**Assigned task:**
Which of the lines below contain the string "supported"? Pull each one out of the data.

**Information shown:**
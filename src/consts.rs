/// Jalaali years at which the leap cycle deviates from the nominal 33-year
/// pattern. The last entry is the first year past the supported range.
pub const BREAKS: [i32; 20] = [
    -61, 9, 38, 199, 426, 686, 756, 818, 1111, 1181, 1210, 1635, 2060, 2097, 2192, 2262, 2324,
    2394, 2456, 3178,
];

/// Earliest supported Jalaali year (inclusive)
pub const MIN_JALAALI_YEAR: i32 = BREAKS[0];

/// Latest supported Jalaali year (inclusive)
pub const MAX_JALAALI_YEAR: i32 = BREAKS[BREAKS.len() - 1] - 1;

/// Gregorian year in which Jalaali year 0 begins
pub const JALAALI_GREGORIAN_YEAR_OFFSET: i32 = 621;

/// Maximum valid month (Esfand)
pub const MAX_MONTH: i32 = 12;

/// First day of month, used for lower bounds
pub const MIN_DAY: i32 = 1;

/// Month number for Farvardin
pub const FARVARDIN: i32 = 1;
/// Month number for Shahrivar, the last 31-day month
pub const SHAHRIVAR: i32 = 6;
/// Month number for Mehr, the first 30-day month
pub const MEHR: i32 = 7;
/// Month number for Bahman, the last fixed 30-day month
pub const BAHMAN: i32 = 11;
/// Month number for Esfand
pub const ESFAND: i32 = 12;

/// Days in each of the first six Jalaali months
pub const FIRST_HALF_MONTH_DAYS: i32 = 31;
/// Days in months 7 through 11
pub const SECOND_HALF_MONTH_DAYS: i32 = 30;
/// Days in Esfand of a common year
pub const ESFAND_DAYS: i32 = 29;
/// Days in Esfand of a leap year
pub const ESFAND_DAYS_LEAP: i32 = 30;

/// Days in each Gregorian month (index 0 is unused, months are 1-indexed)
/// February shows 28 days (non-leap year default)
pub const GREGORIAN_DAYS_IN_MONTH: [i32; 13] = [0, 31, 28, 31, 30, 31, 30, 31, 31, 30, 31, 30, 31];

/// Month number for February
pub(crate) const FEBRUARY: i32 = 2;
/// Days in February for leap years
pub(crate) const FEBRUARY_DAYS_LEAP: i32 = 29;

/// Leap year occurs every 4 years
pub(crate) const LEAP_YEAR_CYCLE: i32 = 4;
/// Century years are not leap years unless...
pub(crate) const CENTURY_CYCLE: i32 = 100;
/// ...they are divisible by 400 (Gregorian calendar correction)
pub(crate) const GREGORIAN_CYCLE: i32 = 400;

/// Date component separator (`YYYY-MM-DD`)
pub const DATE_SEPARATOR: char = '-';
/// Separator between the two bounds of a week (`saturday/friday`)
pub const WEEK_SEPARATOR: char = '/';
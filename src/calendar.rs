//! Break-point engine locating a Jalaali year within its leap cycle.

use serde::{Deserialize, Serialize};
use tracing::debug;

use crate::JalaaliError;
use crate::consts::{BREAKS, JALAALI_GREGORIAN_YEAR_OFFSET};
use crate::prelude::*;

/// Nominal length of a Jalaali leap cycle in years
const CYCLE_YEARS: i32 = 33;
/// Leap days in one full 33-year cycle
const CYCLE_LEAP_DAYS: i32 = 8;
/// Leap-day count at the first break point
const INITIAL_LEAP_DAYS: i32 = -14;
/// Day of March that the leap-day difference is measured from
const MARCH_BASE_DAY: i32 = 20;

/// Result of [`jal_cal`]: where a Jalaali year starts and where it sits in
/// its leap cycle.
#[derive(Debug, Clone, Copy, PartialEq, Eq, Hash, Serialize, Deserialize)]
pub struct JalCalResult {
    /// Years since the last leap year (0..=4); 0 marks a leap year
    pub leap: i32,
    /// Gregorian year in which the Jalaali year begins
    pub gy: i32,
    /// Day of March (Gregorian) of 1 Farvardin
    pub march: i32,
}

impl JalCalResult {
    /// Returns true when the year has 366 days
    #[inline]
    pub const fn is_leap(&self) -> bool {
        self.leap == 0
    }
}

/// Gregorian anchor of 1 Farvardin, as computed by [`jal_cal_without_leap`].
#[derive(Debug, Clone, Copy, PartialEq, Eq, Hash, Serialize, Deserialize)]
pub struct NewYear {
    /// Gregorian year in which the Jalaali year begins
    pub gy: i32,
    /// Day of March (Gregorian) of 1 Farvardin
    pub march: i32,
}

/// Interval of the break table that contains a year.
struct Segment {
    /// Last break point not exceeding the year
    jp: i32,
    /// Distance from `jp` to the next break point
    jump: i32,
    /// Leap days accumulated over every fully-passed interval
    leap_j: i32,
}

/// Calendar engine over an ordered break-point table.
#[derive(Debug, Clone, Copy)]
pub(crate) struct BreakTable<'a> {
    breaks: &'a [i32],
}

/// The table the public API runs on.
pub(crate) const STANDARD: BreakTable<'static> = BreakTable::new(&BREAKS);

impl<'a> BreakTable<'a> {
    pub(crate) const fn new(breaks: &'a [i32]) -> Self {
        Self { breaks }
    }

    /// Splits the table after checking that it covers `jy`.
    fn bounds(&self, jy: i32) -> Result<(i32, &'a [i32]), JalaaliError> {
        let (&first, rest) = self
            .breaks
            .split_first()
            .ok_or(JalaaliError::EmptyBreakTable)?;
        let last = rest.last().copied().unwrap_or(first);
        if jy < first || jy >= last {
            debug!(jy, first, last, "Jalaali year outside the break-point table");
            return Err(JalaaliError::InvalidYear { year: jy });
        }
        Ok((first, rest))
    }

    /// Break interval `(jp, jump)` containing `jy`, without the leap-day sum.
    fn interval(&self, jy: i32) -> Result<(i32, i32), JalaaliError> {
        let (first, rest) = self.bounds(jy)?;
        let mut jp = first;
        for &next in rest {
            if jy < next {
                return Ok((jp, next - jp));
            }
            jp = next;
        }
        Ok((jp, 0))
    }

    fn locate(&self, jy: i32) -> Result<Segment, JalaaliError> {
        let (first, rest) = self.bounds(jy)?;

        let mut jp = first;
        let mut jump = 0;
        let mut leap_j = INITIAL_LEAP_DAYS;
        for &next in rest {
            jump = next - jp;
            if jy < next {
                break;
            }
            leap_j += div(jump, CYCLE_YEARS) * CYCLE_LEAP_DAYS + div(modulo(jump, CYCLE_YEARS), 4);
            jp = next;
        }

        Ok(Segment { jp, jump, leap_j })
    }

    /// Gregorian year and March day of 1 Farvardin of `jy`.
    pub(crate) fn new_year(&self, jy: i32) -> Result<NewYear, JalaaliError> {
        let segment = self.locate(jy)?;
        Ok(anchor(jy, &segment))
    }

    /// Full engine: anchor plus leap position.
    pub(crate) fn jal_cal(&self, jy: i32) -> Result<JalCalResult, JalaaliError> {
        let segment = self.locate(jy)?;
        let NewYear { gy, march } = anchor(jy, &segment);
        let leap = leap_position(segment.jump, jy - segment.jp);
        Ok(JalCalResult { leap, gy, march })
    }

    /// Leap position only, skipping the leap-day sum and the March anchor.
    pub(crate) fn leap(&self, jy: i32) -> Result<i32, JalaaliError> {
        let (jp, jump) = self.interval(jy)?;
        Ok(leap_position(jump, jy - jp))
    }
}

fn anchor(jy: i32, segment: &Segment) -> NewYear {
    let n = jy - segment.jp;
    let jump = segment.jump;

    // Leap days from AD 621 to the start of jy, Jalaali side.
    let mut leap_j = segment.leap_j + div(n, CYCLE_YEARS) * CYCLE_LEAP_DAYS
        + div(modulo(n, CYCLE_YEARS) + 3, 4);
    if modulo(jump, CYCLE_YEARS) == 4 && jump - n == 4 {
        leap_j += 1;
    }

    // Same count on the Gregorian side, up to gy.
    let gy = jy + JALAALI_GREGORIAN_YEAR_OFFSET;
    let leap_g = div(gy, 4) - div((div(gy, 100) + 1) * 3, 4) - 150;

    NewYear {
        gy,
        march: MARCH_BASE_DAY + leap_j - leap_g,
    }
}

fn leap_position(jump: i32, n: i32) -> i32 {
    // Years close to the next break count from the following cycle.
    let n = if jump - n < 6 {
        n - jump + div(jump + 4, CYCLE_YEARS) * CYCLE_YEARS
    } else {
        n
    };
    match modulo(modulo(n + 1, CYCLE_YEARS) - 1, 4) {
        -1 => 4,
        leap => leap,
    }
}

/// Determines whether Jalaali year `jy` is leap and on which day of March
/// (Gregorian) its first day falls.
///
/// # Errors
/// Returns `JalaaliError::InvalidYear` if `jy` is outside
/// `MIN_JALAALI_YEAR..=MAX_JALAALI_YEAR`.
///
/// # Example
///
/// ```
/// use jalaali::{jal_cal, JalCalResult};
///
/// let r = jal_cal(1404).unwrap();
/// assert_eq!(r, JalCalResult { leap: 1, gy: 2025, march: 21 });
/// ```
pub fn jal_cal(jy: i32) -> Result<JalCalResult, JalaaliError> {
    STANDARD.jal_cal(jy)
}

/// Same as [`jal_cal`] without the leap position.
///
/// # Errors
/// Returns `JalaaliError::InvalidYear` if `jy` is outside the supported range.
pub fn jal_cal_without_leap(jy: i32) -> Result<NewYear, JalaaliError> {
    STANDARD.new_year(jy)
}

**Finished task:**
/// pattern. The last entry is the first year past the supported range.
/// Earliest supported Jalaali year (inclusive)
/// Latest supported Jalaali year (inclusive)
/// Returns `JalaaliError::InvalidYear` if `jy` is outside the supported range.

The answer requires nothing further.